INDIAN TRAIL 63: Breve intermezzo famigliare.
Breve intermezzo famigliare.
Prima che la destrutturazione cui vengo sottoposto quotidianamente in California abbia ragione di me e mi faccia dimenticare le mie origini, penso sia opportuno ripercorrere quel che ricordo della genealogia famigliare che nella sua ammirevole evoluzione si è trovata, sia pure con un sobbalzo, a dover integrare anche il sottoscritto.
Se vi capitasse di svalicare in Slovenia, proprio oltre il confine dietro Monrupino, vi trovereste ben presto in un paesetto che si chiama Cehovini. Deve il nome ad un mio trisavolo, Andrea Cehovin che nacque proprio lì, nell’allora Braniza, un minuscolo borgo di poche case di pietra carsica, luogo tuttora conservato e che ho religiosamente visitato rimanendo colpito dalla estrema rusticità delle antiche costruzioni: zero finestre, porta dall’architrave monolitica bassissima… Sembrava d’essere nel neolitico. Lì vicino, nella parte più nuova dell’abitato, c’è una sua statua. Gli abitanti la seppellirono durante la guerra per proteggerla e poi la tirarono fuori e la rimisero in piedi: è alta quasi quattro metri, piedistallo compreso, e celebra l’antico compaesano.
Andrea nacque in una di quelle casette nell’agosto del 1810, e da lì sgattaiolò per unirsi all’esercito di Francesco Giuseppe. Ricordiamo che tutta la zona, Trieste compresa, faceva parte dell’Impero Austro Ungarico.
Essendo partito dal nulla, Andrea fece carriera. Divenne sottufficiale e poi ufficiale artigliere. Combattè a Montanara, Sommacampagna, Mortara, Livorno… All’epoca la strategia guerresca era piuttosto semplice, derivata da secoli di pedissequa applicazione delle regole antiche: quando hai il nemico schierato lì di fronte, vai all’attacco frontale cercando di sterminarlo. L’astuzia tattica suggeriva di accerchiare lo schieramento nemico con la cavalleria, con una manovra a tenaglia sui fianchi. Andrea che comandava una batteria di otto cannoni ebbe l’idea di girare verso l’esterno quattro cannoni laterali, e così facendo prese d’infilata il nemico che cercava di accerchiarlo. Questa semplice ma efficacissima idea aiutò a vincere svariate battaglie e l’Imperatore lo fece barone, e come ricompensa gli assegnò il feudo dov’era nato, che da allora si chiamò Cehovini. Lui divenne Andreas von Cehovin. Morì a quarantacinque anni. Sullo stemma di famiglia c’è l’elmo piumato che significa “per fatto d’arme”.

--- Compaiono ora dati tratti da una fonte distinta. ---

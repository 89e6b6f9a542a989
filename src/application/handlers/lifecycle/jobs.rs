//! Parameterless reconciler jobs for an external scheduler.
//!
//! Each job type is serialized in-process: an invocation that finds its own
//! job already running is skipped rather than queued. Different job types
//! run concurrently. Cross-process serialization is the storage adapter's
//! concern (advisory locks in PostgreSQL).

use std::fmt;
use std::str::FromStr;
use std::sync::Arc;

use tokio::sync::Mutex;
use tracing::info;

use super::expire_sweep::{ExpireSweepCommand, ExpireSweepHandler, ExpireSweepResult};
use super::reset_usage::{ResetUsageCommand, ResetUsageHandler, ResetUsageResult};
use crate::domain::entitlement::EntitlementError;
use crate::domain::foundation::Timestamp;
use crate::domain::lifecycle::{ResetSchedule, UsageWindow};
use crate::ports::UsageLedger;

/// The scheduler-facing job names.
#[derive(Debug, Clone, Copy, PartialEq, Eq, Hash)]
pub enum ReconcilerJob {
    ExpireSweep,
    ResetWeekly,
    ResetMonthly,
}

impl ReconcilerJob {
    pub fn as_str(&self) -> &'static str {
        match self {
            ReconcilerJob::ExpireSweep => "expire-sweep",
            ReconcilerJob::ResetWeekly => UsageWindow::Weekly.job_name(),
            ReconcilerJob::ResetMonthly => UsageWindow::Monthly.job_name(),
        }
    }
}

impl fmt::Display for ReconcilerJob {
    fn fmt(&self, f: &mut fmt::Formatter<'_>) -> fmt::Result {
        f.write_str(self.as_str())
    }
}

impl FromStr for ReconcilerJob {
    type Err = EntitlementError;

    fn from_str(s: &str) -> Result<Self, Self::Err> {
        match s.to_lowercase().as_str() {
            "expire-sweep" => Ok(ReconcilerJob::ExpireSweep),
            "reset-weekly" => Ok(ReconcilerJob::ResetWeekly),
            "reset-monthly" => Ok(ReconcilerJob::ResetMonthly),
            _ => Err(EntitlementError::validation(
                "job",
                format!("unknown job '{}'", s),
            )),
        }
    }
}

/// Whether a job invocation did its work.
#[derive(Debug, Clone, PartialEq, Eq)]
pub enum JobRun<T> {
    Completed(T),
    /// Another invocation of the same job was still running.
    Skipped,
}

impl<T> JobRun<T> {
    pub fn is_skipped(&self) -> bool {
        matches!(self, JobRun::Skipped)
    }
}

/// What any job produced, for callers that dispatch by name.
#[derive(Debug, Clone, PartialEq, Eq)]
pub enum JobReport {
    Expired(ExpireSweepResult),
    Reset(ResetUsageResult),
}

pub struct ReconcilerJobs {
    expire: ExpireSweepHandler,
    reset: ResetUsageHandler,
    expire_running: Mutex<()>,
    weekly_running: Mutex<()>,
    monthly_running: Mutex<()>,
}

impl ReconcilerJobs {
    pub fn new(ledger: Arc<dyn UsageLedger>, schedule: ResetSchedule) -> Self {
        Self {
            expire: ExpireSweepHandler::new(ledger.clone()),
            reset: ResetUsageHandler::new(ledger, schedule),
            expire_running: Mutex::new(()),
            weekly_running: Mutex::new(()),
            monthly_running: Mutex::new(()),
        }
    }

    pub async fn expire_sweep(&self) -> Result<JobRun<ExpireSweepResult>, EntitlementError> {
        let _guard = match self.expire_running.try_lock() {
            Ok(guard) => guard,
            Err(_) => return Ok(skipped(ReconcilerJob::ExpireSweep)),
        };
        let result = self
            .expire
            .handle(ExpireSweepCommand {
                now: Timestamp::now(),
            })
            .await?;
        Ok(JobRun::Completed(result))
    }

    pub async fn reset_weekly(&self) -> Result<JobRun<ResetUsageResult>, EntitlementError> {
        self.reset_window(UsageWindow::Weekly, &self.weekly_running).await
    }

    pub async fn reset_monthly(&self) -> Result<JobRun<ResetUsageResult>, EntitlementError> {
        self.reset_window(UsageWindow::Monthly, &self.monthly_running).await
    }

    /// Runs a job chosen by name.
    pub async fn run(&self, job: ReconcilerJob) -> Result<JobRun<JobReport>, EntitlementError> {
        let run = match job {
            ReconcilerJob::ExpireSweep => map_run(self.expire_sweep().await?, JobReport::Expired),
            ReconcilerJob::ResetWeekly => map_run(self.reset_weekly().await?, JobReport::Reset),
            ReconcilerJob::ResetMonthly => map_run(self.reset_monthly().await?, JobReport::Reset),
        };
        Ok(run)
    }

    async fn reset_window(
        &self,
        window: UsageWindow,
        running: &Mutex<()>,
    ) -> Result<JobRun<ResetUsageResult>, EntitlementError> {
        let _guard = match running.try_lock() {
            Ok(guard) => guard,
            Err(_) => {
                let job = match window {
                    UsageWindow::Weekly => ReconcilerJob::ResetWeekly,
                    UsageWindow::Monthly => ReconcilerJob::ResetMonthly,
                };
                return Ok(skipped(job));
            }
        };
        let result = self
            .reset
            .handle(ResetUsageCommand {
                window,
                at: Timestamp::now(),
            })
            .await?;
        Ok(JobRun::Completed(result))
    }
}

fn skipped<T>(job: ReconcilerJob) -> JobRun<T> {
    info!(job = %job, "Job already running, skipping invocation");
    JobRun::Skipped
}

fn map_run<T, U>(run: JobRun<T>, f: impl FnOnce(T) -> U) -> JobRun<U> {
    match run {
        JobRun::Completed(value) => JobRun::Completed(f(value)),
        JobRun::Skipped => JobRun::Skipped,
    }
}
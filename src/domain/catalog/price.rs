//! Price value object.

use serde::{Deserialize, Serialize};
use std::fmt;

use crate::domain::foundation::ValidationError;

/// A non-negative amount in minor currency units with its currency code.
#[derive(Debug, Clone, PartialEq, Eq, Hash, Serialize, Deserialize)]
pub struct Price {
    amount_cents: i64,
    currency: String,
}

impl Price {
    /// Creates a price, normalising the currency code to upper case.
    ///
    /// # Errors
    ///
    /// Returns `ValidationError` if the amount is negative or the currency is
    /// not a three-letter alphabetic code.
    pub fn new(amount_cents: i64, currency: impl AsRef<str>) -> Result<Self, ValidationError> {
        if amount_cents < 0 {
            return Err(ValidationError::out_of_range("price", 0, i64::MAX, amount_cents));
        }

        let currency = currency.as_ref().trim().to_ascii_uppercase();
        if currency.len() != 3 || !currency.chars().all(|c| c.is_ascii_alphabetic()) {
            return Err(ValidationError::invalid_format(
                "currency",
                format!("expected a three-letter code, got '{}'", currency),
            ));
        }

        Ok(Self {
            amount_cents,
            currency,
        })
    }

    pub fn amount_cents(&self) -> i64 {
        self.amount_cents
    }

    pub fn currency(&self) -> &str {
        &self.currency
    }
}

impl fmt::Display for Price {
    fn fmt(&self, f: &mut fmt::Formatter<'_>) -> fmt::Result {
        write!(
            f,
            "{}.{:02} {}",
            self.amount_cents / 100,
            self.amount_cents % 100,
            self.currency
        )
    }
}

Più vicino a me c’è stato il nonno materno Nino, Giovanni Marega. Lo amavo moltissimo, era un tipo davvero eclettico. Non conosco i dettagli della storia, ma ad un certo punto lui si è dimenticato di cambiare una montagna di valuta -la sua famiglia aveva delle trattorie in Istria, ed erano pieni di soldi- in quella di nuovo corso… Fatto sta che io da piccino giocavo con montagne di carta moneta che saltavano fuori da un baule. Nulla scalfiva il suo buonumore. Aveva cominciato come capo meccanico alle Cooperative Operaie a Trieste, ed era noto perché partiva in motocicletta con un po’ di fil di ferro, una calza di nylon da donna ed un martello per andare oltre confine a recuperare i camion Coop che si arenavano sulle micidiali strade Yugoslave, carichi di ogni ben di dio da riportare in Italia. Parecchi anni dopo mise in piedi la “Meccanoplastica”, una piccola ditta che funzionava abbastanza bene, in Via del Ronco vicino al Giardino Pubblico. Quando ci fu l’occupazione nazista durante la guerra lui stava nella resistenza, nome di copertura Danilo. Le SS, che naturalmente ignoravano il fatto, gli affidarono le loro aquile cioè i timbri ufficiali: lui in città era uno dei pochi che poteva stampare su qualsiasi materiale… Stampò clandestinamente, e questa è una storia di famiglia e non penso che ne esista memoria altrove, molti lasciapassare per gli ebrei che cercavano di scappare. Occorre notare che Trieste all’epoca era la più numerosa enclave ebraica europea dopo Londra. Narra la storia di famiglia che un treno pieno di poveri deportati verso i campi di concentramento fu fermato nei dintorni di Gorizia e vennero fatti scendere quelli con il lasciapassare: poi il treno fu mitragliato.
Le SS gli fecero visita, trovarono naturalmente le aquile e lui sereno e tranquillo disse “Be’, certo che ce le ho: me le avete date voi!”